▸ **Task prompt**:
Isolate every line in the data with the string "first" and copy it.

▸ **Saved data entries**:

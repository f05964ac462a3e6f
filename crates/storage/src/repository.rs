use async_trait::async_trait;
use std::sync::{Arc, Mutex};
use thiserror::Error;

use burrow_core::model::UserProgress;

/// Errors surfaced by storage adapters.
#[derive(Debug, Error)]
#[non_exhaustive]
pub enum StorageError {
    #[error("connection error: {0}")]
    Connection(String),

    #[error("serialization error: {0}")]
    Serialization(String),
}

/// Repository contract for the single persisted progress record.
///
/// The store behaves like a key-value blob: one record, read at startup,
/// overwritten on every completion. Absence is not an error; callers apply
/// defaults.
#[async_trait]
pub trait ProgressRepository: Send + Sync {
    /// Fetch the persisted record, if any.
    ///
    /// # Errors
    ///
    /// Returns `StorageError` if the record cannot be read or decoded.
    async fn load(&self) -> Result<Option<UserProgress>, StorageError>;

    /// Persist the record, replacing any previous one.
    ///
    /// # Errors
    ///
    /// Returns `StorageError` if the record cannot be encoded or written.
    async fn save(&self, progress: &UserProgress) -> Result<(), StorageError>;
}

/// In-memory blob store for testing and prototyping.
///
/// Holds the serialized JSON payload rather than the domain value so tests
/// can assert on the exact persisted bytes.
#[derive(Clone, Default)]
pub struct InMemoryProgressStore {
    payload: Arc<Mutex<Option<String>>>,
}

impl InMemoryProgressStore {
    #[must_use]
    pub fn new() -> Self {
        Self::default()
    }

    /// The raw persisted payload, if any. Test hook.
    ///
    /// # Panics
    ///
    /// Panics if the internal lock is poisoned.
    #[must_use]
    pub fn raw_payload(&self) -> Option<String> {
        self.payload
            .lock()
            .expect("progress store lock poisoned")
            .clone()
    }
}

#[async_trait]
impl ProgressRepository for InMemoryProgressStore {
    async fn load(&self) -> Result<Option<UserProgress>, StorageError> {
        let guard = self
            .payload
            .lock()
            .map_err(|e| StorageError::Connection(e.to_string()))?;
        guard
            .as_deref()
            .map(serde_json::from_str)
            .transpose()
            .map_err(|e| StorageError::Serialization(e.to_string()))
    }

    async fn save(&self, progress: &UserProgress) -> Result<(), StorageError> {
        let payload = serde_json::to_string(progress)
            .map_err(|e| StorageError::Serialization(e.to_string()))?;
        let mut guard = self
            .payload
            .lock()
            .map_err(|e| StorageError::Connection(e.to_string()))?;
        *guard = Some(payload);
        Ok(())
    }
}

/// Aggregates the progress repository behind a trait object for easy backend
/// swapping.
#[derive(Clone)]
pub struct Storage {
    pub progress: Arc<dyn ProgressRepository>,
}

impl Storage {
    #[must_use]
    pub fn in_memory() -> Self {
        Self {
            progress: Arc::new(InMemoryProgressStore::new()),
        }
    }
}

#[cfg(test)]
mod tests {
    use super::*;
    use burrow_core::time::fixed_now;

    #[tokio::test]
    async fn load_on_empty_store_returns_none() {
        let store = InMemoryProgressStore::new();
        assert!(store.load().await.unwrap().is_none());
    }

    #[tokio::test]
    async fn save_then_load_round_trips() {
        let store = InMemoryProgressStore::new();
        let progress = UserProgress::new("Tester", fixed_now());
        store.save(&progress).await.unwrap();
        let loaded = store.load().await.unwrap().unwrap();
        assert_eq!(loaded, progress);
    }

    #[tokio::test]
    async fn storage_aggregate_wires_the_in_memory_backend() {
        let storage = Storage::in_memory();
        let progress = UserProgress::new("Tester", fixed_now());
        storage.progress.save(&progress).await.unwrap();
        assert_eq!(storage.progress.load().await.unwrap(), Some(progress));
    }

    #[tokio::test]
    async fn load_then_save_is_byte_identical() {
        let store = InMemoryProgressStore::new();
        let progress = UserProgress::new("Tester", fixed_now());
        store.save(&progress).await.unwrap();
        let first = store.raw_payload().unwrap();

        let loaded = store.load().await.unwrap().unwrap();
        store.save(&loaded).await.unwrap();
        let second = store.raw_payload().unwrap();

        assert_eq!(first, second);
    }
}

==

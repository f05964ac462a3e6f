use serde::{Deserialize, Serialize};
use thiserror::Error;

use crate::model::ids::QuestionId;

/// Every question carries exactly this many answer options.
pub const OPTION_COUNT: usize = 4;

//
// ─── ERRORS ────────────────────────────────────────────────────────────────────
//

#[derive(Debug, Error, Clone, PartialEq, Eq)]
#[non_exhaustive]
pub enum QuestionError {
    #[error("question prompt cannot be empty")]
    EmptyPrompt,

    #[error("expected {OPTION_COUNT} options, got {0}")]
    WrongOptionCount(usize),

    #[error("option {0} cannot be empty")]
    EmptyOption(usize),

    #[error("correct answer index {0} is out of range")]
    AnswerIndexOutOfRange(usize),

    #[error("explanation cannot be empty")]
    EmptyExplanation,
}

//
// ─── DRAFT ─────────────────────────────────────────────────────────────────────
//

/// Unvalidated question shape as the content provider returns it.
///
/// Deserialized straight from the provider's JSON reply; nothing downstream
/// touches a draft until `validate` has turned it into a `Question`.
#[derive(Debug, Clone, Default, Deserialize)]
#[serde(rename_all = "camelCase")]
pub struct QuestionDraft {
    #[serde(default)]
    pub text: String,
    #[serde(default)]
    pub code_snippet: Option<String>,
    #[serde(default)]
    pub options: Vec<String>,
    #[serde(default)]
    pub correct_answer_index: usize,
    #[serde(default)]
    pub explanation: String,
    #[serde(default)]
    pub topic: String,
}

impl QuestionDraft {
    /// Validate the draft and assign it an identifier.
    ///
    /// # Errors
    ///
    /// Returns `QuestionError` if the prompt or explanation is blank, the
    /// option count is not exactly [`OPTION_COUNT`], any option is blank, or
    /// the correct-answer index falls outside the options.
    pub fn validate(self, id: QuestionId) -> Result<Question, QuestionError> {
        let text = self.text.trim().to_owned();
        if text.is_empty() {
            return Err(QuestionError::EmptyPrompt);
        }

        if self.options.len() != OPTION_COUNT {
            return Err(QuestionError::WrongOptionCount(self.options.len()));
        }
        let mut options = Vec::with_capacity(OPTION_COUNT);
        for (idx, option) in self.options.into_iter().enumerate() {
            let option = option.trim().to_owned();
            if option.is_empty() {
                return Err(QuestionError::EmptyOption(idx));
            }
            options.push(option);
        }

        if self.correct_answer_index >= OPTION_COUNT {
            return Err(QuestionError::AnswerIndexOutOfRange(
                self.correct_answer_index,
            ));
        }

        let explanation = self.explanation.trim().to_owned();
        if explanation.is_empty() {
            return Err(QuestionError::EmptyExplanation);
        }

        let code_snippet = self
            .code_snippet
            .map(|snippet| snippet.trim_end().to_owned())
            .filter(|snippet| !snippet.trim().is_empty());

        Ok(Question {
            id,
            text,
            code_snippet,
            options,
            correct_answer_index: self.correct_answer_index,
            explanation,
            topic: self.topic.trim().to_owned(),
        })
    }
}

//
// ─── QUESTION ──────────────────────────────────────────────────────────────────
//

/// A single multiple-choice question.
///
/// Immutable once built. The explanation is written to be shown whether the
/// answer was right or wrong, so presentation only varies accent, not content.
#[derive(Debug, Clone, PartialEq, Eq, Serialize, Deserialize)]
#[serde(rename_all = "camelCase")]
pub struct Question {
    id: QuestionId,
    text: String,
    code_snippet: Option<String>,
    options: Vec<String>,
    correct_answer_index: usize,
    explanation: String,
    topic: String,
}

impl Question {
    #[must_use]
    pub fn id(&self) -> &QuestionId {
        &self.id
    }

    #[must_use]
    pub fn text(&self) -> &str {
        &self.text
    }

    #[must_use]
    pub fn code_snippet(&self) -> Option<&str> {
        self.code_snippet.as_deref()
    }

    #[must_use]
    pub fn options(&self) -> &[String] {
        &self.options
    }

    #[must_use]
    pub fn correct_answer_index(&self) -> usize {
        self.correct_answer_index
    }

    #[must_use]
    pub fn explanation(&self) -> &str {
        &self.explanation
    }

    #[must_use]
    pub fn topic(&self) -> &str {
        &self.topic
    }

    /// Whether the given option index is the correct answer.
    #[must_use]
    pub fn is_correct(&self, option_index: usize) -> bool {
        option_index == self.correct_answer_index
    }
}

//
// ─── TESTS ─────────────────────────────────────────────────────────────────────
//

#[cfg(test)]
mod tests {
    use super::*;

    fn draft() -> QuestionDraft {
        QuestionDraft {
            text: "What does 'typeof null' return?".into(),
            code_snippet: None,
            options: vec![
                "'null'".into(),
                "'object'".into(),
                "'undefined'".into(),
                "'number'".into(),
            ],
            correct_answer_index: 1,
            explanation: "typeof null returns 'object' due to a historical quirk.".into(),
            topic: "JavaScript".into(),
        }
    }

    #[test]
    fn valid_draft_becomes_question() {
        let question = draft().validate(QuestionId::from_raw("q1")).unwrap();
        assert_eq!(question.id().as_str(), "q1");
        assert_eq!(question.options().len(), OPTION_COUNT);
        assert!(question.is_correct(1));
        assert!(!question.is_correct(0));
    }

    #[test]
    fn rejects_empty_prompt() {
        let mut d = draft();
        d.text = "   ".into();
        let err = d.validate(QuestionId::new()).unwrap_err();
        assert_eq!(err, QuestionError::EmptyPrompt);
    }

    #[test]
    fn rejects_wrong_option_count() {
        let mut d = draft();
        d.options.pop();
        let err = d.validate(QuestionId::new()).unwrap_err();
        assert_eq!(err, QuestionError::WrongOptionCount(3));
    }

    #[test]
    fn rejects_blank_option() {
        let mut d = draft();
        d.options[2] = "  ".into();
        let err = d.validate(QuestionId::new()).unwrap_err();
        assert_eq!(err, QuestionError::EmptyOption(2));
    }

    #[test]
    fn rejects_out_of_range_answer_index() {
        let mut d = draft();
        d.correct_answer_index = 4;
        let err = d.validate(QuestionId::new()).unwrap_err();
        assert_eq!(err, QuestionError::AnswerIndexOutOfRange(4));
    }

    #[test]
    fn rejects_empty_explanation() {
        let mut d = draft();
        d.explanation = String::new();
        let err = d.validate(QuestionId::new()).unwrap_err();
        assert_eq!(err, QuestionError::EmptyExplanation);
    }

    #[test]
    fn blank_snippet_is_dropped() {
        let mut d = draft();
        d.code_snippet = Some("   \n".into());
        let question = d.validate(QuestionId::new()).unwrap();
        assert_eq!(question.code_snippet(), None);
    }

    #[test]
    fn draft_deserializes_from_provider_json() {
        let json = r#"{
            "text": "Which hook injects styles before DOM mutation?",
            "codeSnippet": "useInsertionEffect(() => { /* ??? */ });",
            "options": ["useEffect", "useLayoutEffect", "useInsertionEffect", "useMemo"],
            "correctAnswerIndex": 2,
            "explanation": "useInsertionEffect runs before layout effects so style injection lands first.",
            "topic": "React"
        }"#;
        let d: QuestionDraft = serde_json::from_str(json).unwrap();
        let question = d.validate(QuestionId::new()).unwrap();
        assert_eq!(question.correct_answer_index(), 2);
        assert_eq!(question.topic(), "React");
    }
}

▸ **Reply to the exercise**:
        let first = store.raw_payload().unwrap();
        assert_eq!(first, second);
            "explanation": "useInsertionEffect runs before layout effects so style injection lands first.",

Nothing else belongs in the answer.